By Selwyn Parker
"Just do it!" It's not the most elegant slogan in the world but Nike's line comes close to summarising what sports organisations that win can teach businesses that lose.
That's the essential lesson from a long-awaited new book, Peak Performance, on what all these "sportscorps" can teach the mainstream world of commerce. And it's a lot.
In the age of entertainment, sports is an industry and has a bigger story to tell. After all, star athletes like Michael Jordan and Steffi Graf earn much more than your average, medium-sized company. Some of them like Greg Norman and Michael Shumacher are industries in their own right.
What fascinates the authors of Peak Performance is that these sportscorps operate in a ruthless environment where success and failure are defined in the most unmistakeable terms. You win or you lose. No amount of creative accounting can conceal the truth of that terrible moment - the final whistle.
Peter Snell made the same point when he accepted the Sportsman of the Century award last month. He loved his running, he said, because of its objectivity. The winner was the first to hit the tape. End of argument.
Peak Performance has gone behind the scenes of this no-excuses world. Sub-titled "Business lessons from the world's top sports organisations", it's written by the chief executive of Saatchi and Saatchi Kevin Roberts and lecturers at Waikato University's school of management.
They've done their homework, having opened doors into the Williams F1 team, Team New Zealand, Chicago Bulls, Bayern Munich, the Australian Cricket Board and the New Zealand Rugby Football Union among others.
It's the dream that fires these organisations - the dream of winning. The dream binds people together, inspires them to achieve far more than they ever thought they could. However the dream is a hard taskmaster.
"If you're not passionate about the All Blacks, don't come and work here," explains David Moffett, then chief executive of the NZRFU. (Never mind that he left the job for rugby league but he probably meant it at the time.)
Two of the sportscorps are home-grown - New Zealand Rugby Football Union and Team New Zealand. Three are from across the Tasman, and one of them is German - the Bayern Munich football club. Three are American - Atlanta Braves, Chicago Bulls and San Francisco 49ers - which is fair enough because North America invented the concept of the commercial sports organisation. And only one, Williams Formula One team, is British.
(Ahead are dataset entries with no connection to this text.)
//! Tracker behavior: coalescing, transactions, external fan-in, sweeping.

use std::cell::RefCell;
use std::rc::Rc;

use vellum_notify::{DatabaseChangeNotifier, DocChangeNotifier, SequenceTracker};
use vellum_types::{DocumentFlags, Sequence};

fn seq(n: u64) -> Sequence {
    Sequence::new(n)
}

fn change(tracker: &SequenceTracker, doc: &[u8], rev: &[u8], n: u64) {
    tracker.document_changed(doc, rev, seq(n), DocumentFlags::empty());
}

/// Counter handle shared with a notifier callback.
fn counter() -> (Rc<RefCell<usize>>, impl Fn() + 'static) {
    let count = Rc::new(RefCell::new(0));
    let cb_count = count.clone();
    (count, move || *cb_count.borrow_mut() += 1)
}

#[test]
fn database_notification_coalesces() {
    let tracker = SequenceTracker::new();
    tracker.begin_transaction();
    let (count, cb) = counter();
    let notifier = DatabaseChangeNotifier::new(&tracker, seq(0), Some(Box::new(cb)));

    change(&tracker, b"A", b"1-aa", 1);
    assert_eq!(*count.borrow(), 1, "first change fires");
    change(&tracker, b"B", b"1-bb", 2);
    assert_eq!(*count.borrow(), 1, "second change is coalesced");
    tracker.end_transaction(true);
    assert_eq!(*count.borrow(), 1);

    let batch = notifier.read_changes(10);
    assert!(!batch.external);
    assert_eq!(batch.changes.len(), 2);
    assert_eq!(batch.changes[0].doc_id, b"A");
    assert_eq!(batch.changes[0].sequence, seq(1));
    assert_eq!(batch.changes[1].doc_id, b"B");
    assert_eq!(batch.changes[1].sequence, seq(2));
    tracker.check_invariants();

    // Having read, the notifier is armed again.
    tracker.begin_transaction();
    change(&tracker, b"C", b"1-cc", 3);
    tracker.end_transaction(true);
    assert_eq!(*count.borrow(), 2);
}

#[test]
fn repeated_change_keeps_only_latest_entry() {
    let tracker = SequenceTracker::new();
    tracker.begin_transaction();
    let notifier = DatabaseChangeNotifier::new(&tracker, seq(0), None);
    change(&tracker, b"A", b"1-aa", 1);
    change(&tracker, b"B", b"1-bb", 2);
    change(&tracker, b"A", b"2-aa", 3);
    tracker.end_transaction(true);

    let batch = notifier.read_changes(10);
    let ids: Vec<&[u8]> = batch.changes.iter().map(|c| c.doc_id.as_slice()).collect();
    assert_eq!(ids, vec![&b"B"[..], &b"A"[..]]);
    assert_eq!(batch.changes[1].rev_id, b"2-aa");
    assert_eq!(batch.changes[1].sequence, seq(3));
    assert_eq!(tracker.last_sequence(), seq(3));
    tracker.check_invariants();
}

#[test]
fn placeholder_starts_mid_history() {
    let tracker = SequenceTracker::new();
    tracker.begin_transaction();
    change(&tracker, b"A", b"1-aa", 1);
    change(&tracker, b"B", b"1-bb", 2);
    change(&tracker, b"C", b"1-cc", 3);
    tracker.end_transaction(true);

    let notifier = DatabaseChangeNotifier::new(&tracker, seq(1), None);
    assert!(notifier.has_changes());
    let batch = notifier.read_changes(10);
    let ids: Vec<&[u8]> = batch.changes.iter().map(|c| c.doc_id.as_slice()).collect();
    assert_eq!(ids, vec![&b"B"[..], &b"C"[..]]);
    assert!(!notifier.has_changes());

    // Fully caught-up observer sees nothing.
    let caught_up = DatabaseChangeNotifier::new(&tracker, seq(3), None);
    assert!(!caught_up.has_changes());
    assert_eq!(caught_up.read_changes(10).changes.len(), 0);
}

#[test]
fn read_changes_respects_max() {
    let tracker = SequenceTracker::new();
    tracker.begin_transaction();
    let notifier = DatabaseChangeNotifier::new(&tracker, seq(0), None);
    for n in 1..=5u64 {
        change(&tracker, format!("D{n}").as_bytes(), b"1-aa", n);
    }
    tracker.end_transaction(true);

    let first = notifier.read_changes(2);
    assert_eq!(first.changes.len(), 2);
    assert_eq!(first.changes[0].doc_id, b"D1");
    let rest = notifier.read_changes(10);
    assert_eq!(rest.changes.len(), 3);
    assert_eq!(rest.changes[0].doc_id, b"D3");
    tracker.check_invariants();
}

#[test]
fn external_transaction_fans_in() {
    let t1 = SequenceTracker::new();
    let t2 = SequenceTracker::new();
    let notifier = DatabaseChangeNotifier::new(&t2, seq(0), None);

    t1.begin_transaction();
    change(&t1, b"X", b"1-aa", 5);
    // Mid-commit: the database fans the transaction out to the sibling.
    t2.add_external_transaction(&t1);
    t1.end_transaction(true);

    assert_eq!(t2.last_sequence(), seq(5));
    let batch = notifier.read_changes(10);
    assert!(batch.external);
    assert_eq!(batch.changes.len(), 1);
    assert_eq!(batch.changes[0].doc_id, b"X");
    assert_eq!(batch.changes[0].sequence, seq(5));
    t1.check_invariants();
    t2.check_invariants();
}

#[test]
fn read_changes_splits_batches_on_external_flip() {
    let t1 = SequenceTracker::new();
    let t2 = SequenceTracker::new();
    let notifier = DatabaseChangeNotifier::new(&t2, seq(0), None);

    // A local committed change on t2...
    t2.begin_transaction();
    change(&t2, b"L", b"1-aa", 1);
    t2.end_transaction(true);

    // ...then an external one fanned in from t1.
    t1.begin_transaction();
    t1.document_changed(b"X", b"1-bb", seq(2), DocumentFlags::empty());
    t2.add_external_transaction(&t1);
    t1.end_transaction(true);

    let local = notifier.read_changes(10);
    assert!(!local.external);
    assert_eq!(local.changes.len(), 1);
    assert_eq!(local.changes[0].doc_id, b"L");

    // The held-back external entry arrives on the immediate next read.
    let external = notifier.read_changes(10);
    assert!(external.external);
    assert_eq!(external.changes.len(), 1);
    assert_eq!(external.changes[0].doc_id, b"X");
    t2.check_invariants();
}

#[test]
fn abort_reverts_sequences_and_notifies_reversion() {
    let tracker = SequenceTracker::new();
    let log = Rc::new(RefCell::new(Vec::new()));
    let cb_log = log.clone();
    let _observer = DocChangeNotifier::new(&tracker, b"A", move |_, sequence| {
        cb_log.borrow_mut().push(sequence.get());
    });

    tracker.begin_transaction();
    change(&tracker, b"A", b"1-aa", 1);
    change(&tracker, b"A", b"2-aa", 2);
    tracker.end_transaction(false);

    assert_eq!(tracker.last_sequence(), seq(0));
    assert_eq!(*log.borrow(), vec![1, 2, 0]);
    tracker.check_invariants();
}

#[test]
fn abort_restores_committed_sequence_of_prior_changes() {
    let tracker = SequenceTracker::new();
    tracker.begin_transaction();
    change(&tracker, b"A", b"1-aa", 1);
    tracker.end_transaction(true);

    let log = Rc::new(RefCell::new(Vec::new()));
    let cb_log = log.clone();
    let _observer = DocChangeNotifier::new(&tracker, b"A", move |_, sequence| {
        cb_log.borrow_mut().push(sequence.get());
    });

    tracker.begin_transaction();
    change(&tracker, b"A", b"2-aa", 2);
    tracker.end_transaction(false);

    // The reversion reports the previously committed sequence.
    assert_eq!(*log.borrow(), vec![2, 1]);
    assert_eq!(tracker.last_sequence(), seq(1));
    tracker.check_invariants();
}

#[test]
fn purge_reports_sequence_zero() {
    let tracker = SequenceTracker::new();
    tracker.begin_transaction();
    change(&tracker, b"A", b"1-aa", 1);
    tracker.end_transaction(true);

    let notifier = DatabaseChangeNotifier::new(&tracker, seq(1), None);
    tracker.begin_transaction();
    tracker.document_purged(b"A");
    tracker.end_transaction(true);

    let batch = notifier.read_changes(10);
    assert_eq!(batch.changes.len(), 1);
    assert_eq!(batch.changes[0].doc_id, b"A");
    assert_eq!(batch.changes[0].sequence, seq(0));
    assert!(batch.changes[0].rev_id.is_empty());
    assert_eq!(tracker.last_sequence(), seq(1), "purge advances nothing");
}

#[test]
fn doc_notifier_tracks_and_detaches() {
    let tracker = SequenceTracker::new();
    let (count, _) = counter();
    let cb_count = count.clone();
    let observer = DocChangeNotifier::new(&tracker, b"A", move |doc_id, _| {
        assert_eq!(doc_id, b"A");
        *cb_count.borrow_mut() += 1;
    });
    assert_eq!(observer.doc_id(), b"A");
    assert_eq!(observer.sequence(), seq(0));

    tracker.begin_transaction();
    change(&tracker, b"A", b"1-aa", 1);
    change(&tracker, b"B", b"1-bb", 2);
    tracker.end_transaction(true);
    assert_eq!(*count.borrow(), 1);
    assert_eq!(observer.sequence(), seq(1));

    drop(observer);
    tracker.begin_transaction();
    change(&tracker, b"A", b"2-aa", 3);
    tracker.end_transaction(true);
    assert_eq!(*count.borrow(), 1, "dropped observer stays silent");
    tracker.check_invariants();
}

#[test]
fn sweep_parks_observed_entries_on_the_idle_list() {
    let tracker = SequenceTracker::new();
    tracker.set_min_changes_to_keep(0);
    let (count, _) = counter();
    let cb_count = count.clone();
    let observer = DocChangeNotifier::new(&tracker, b"A", move |_, _| {
        *cb_count.borrow_mut() += 1;
    });

    tracker.begin_transaction();
    change(&tracker, b"A", b"1-aa", 1);
    change(&tracker, b"B", b"1-bb", 2);
    tracker.end_transaction(true);
    // With the threshold at zero and no placeholders, the commit sweep
    // evicted B and parked A (which has an observer) on the idle list.
    tracker.check_invariants();
    assert_eq!(observer.sequence(), seq(1));

    // The idle entry still feeds its observer on the next change.
    tracker.begin_transaction();
    change(&tracker, b"A", b"2-aa", 3);
    tracker.end_transaction(true);
    assert_eq!(*count.borrow(), 2);
    assert_eq!(observer.sequence(), seq(3));
    tracker.check_invariants();
}

#[test]
fn external_change_updates_idle_entry_in_place() {
    let t1 = SequenceTracker::new();
    let t2 = SequenceTracker::new();
    t2.set_min_changes_to_keep(0);

    let log = Rc::new(RefCell::new(Vec::new()));
    let cb_log = log.clone();
    let observer = DocChangeNotifier::new(&t2, b"X", move |_, sequence| {
        cb_log.borrow_mut().push(sequence.get());
    });

    // No placeholders on t2, so the fan-in takes the in-place idle path.
    t1.begin_transaction();
    change(&t1, b"X", b"1-aa", 7);
    t2.add_external_transaction(&t1);
    t1.end_transaction(true);

    assert_eq!(*log.borrow(), vec![7]);
    assert_eq!(observer.sequence(), seq(7));
    assert_eq!(t2.last_sequence(), seq(7));
    t2.check_invariants();
}

#[test]
fn quiescent_unobserved_tracker_ignores_external_transactions() {
    let t1 = SequenceTracker::new();
    let t2 = SequenceTracker::new();

    t1.begin_transaction();
    change(&t1, b"X", b"1-aa", 1);
    t2.add_external_transaction(&t1);
    t1.end_transaction(true);

    // Nothing was watching and nothing was buffered, so t2 ignored it.
    assert_eq!(t2.last_sequence(), seq(0));
    t2.check_invariants();
}

#[test]
fn changed_during_transaction_reports() {
    let tracker = SequenceTracker::new();
    tracker.begin_transaction();
    assert!(!tracker.changed_during_transaction());
    change(&tracker, b"A", b"1-aa", 1);
    assert!(tracker.changed_during_transaction());
    tracker.end_transaction(true);
}

#[test]
fn doc_id_at_finds_first_change_after() {
    let tracker = SequenceTracker::new();
    tracker.begin_transaction();
    change(&tracker, b"A", b"1-aa", 1);
    change(&tracker, b"B", b"1-bb", 2);
    change(&tracker, b"C", b"1-cc", 3);
    tracker.end_transaction(true);

    assert_eq!(tracker.doc_id_at(seq(2)), Some(b"C".to_vec()));
    assert_eq!(tracker.doc_id_at(seq(3)), None, "at lastSequence means end");
}

#[test]
fn callback_may_read_changes_reentrantly() {
    let tracker = SequenceTracker::new();
    tracker.begin_transaction();

    let seen = Rc::new(RefCell::new(Vec::new()));
    // Filled in after construction so the callback can reach its own
    // notifier; Weak breaks the cycle.
    let slot: Rc<RefCell<Option<std::rc::Weak<DatabaseChangeNotifier>>>> =
        Rc::new(RefCell::new(None));
    let cb_seen = seen.clone();
    let cb_slot = slot.clone();
    let handle = Rc::new(DatabaseChangeNotifier::new(
        &tracker,
        seq(0),
        Some(Box::new(move || {
            let notifier = cb_slot.borrow().as_ref().and_then(std::rc::Weak::upgrade);
            if let Some(notifier) = notifier {
                let batch = notifier.read_changes(10);
                cb_seen
                    .borrow_mut()
                    .extend(batch.changes.iter().map(|c| c.doc_id.clone()));
            }
        })),
    ));
    *slot.borrow_mut() = Some(Rc::downgrade(&handle));

    change(&tracker, b"A", b"1-aa", 1);
    change(&tracker, b"B", b"1-bb", 2);
    tracker.end_transaction(true);

    // The callback drained A from inside the first notification, which
    // advanced the placeholder, so B's arrival fired (and drained) again.
    assert_eq!(*seen.borrow(), vec![b"A".to_vec(), b"B".to_vec()]);
    drop(handle);
    tracker.check_invariants();
}

#[test]
fn callback_may_register_other_notifiers() {
    let tracker = SequenceTracker::new();
    tracker.begin_transaction();

    let registered: Rc<RefCell<Vec<DocChangeNotifier>>> = Rc::new(RefCell::new(Vec::new()));
    let cb_tracker = tracker.clone();
    let cb_registered = registered.clone();
    let _db = DatabaseChangeNotifier::new(
        &tracker,
        seq(0),
        Some(Box::new(move || {
            let observer = DocChangeNotifier::new(&cb_tracker, b"other", |_, _| {});
            cb_registered.borrow_mut().push(observer);
        })),
    );

    change(&tracker, b"A", b"1-aa", 1);
    tracker.end_transaction(true);
    assert_eq!(registered.borrow().len(), 1);
    tracker.check_invariants();
    registered.borrow_mut().clear();
    tracker.check_invariants();
}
These organisations don't win all the time of course. That would be impossible. But they try to win all the time - and here are a few tips for companies seriously wanting to win:
* Find the dream. This might be tough if the business manufactures steel bolts or plastic containers rather than F1 cars. Some imagination is obviously required.
* Hire on passion. "Enthusiasm is often the important criterion," says Team New Zealand's resident boffin, Tom Schnackenberg.
* Give 'em autonomy. "With good people you let them do their jobs," says the Chicago Bulls' head of marketing and broadcasting. "Give them an overall philosophy. Then you give them the ball and you let them run with it."
* Cut bureaucracy, at least to the extent that it interferes with execution. Nobody spends much time on red tape or at formal meetings at these companies, and especially at the Atlanta Braves. Most job descriptions are no more than eight or ten lines long and are deliberately vague.
* Be nice. At Williams everybody is on first-name terms. And while it's not money that motivates this sportscorp's staff, Bulls' owner Jerry Reinsdorf puts niceness in the pay packet. He pays a bonus of 10 per cent on gross salary when the franchise makes a profit.
* Encourage innovation. Mistakes aren't punished at Williams because, as Patrick Head points out, it's counterproductive in a culture where the goal of victory requires constant inventiveness.
* Fun improves performance. Team New Zealand apparently has a culture of high-jinks, although it's sometimes hard to see. Williams' mechanics often "lark about" in between designing, making, and despatching brilliant pieces of engineering within 24 hours.
* Celebrate your heritage, which is a much broader concept than your brand. All these organisations make a point of showcasing former and present employees rather than just the stars but Americans are particularly good at it. For example, the San Francisco 49ers turned a 95 year-old usher into a legend which probably did wonders for staff morale.
* Give 'em the tools to do the job. Australia's cricketers have full access to the Australian Institute of Sports' facilities as well as every possible back-up, technical and otherwise.
* Bosses shouldn't try to be messiahs. "We found no evidence to support the idea of a charismatic leader who single-handedly transforms the fortunes of the organisation," the authors write.
Having got behind the scenes of these organisations, even to the extent of sitting in the pits with Williams on race day, the authors have come up with a theory which they call PPO (for peak performance organisation) which merits some attention.
Overall, these sportscorps have a lot to teach conventional business. Take the issue of staff turnover alone - people are busting to get into these organisations, not out. And because they have a pool of hot talent, sportscorps don't have to hire executive search companies. They just promote from within.
But the biggest return, it seems, is that everybody wants to come to work.
Peak Performance by Clive Gilson, Mike Pratt, Kevin Roberts, Ed Weymes, is published by HarperCollins Business and is available in bookshops from Monday, March 6.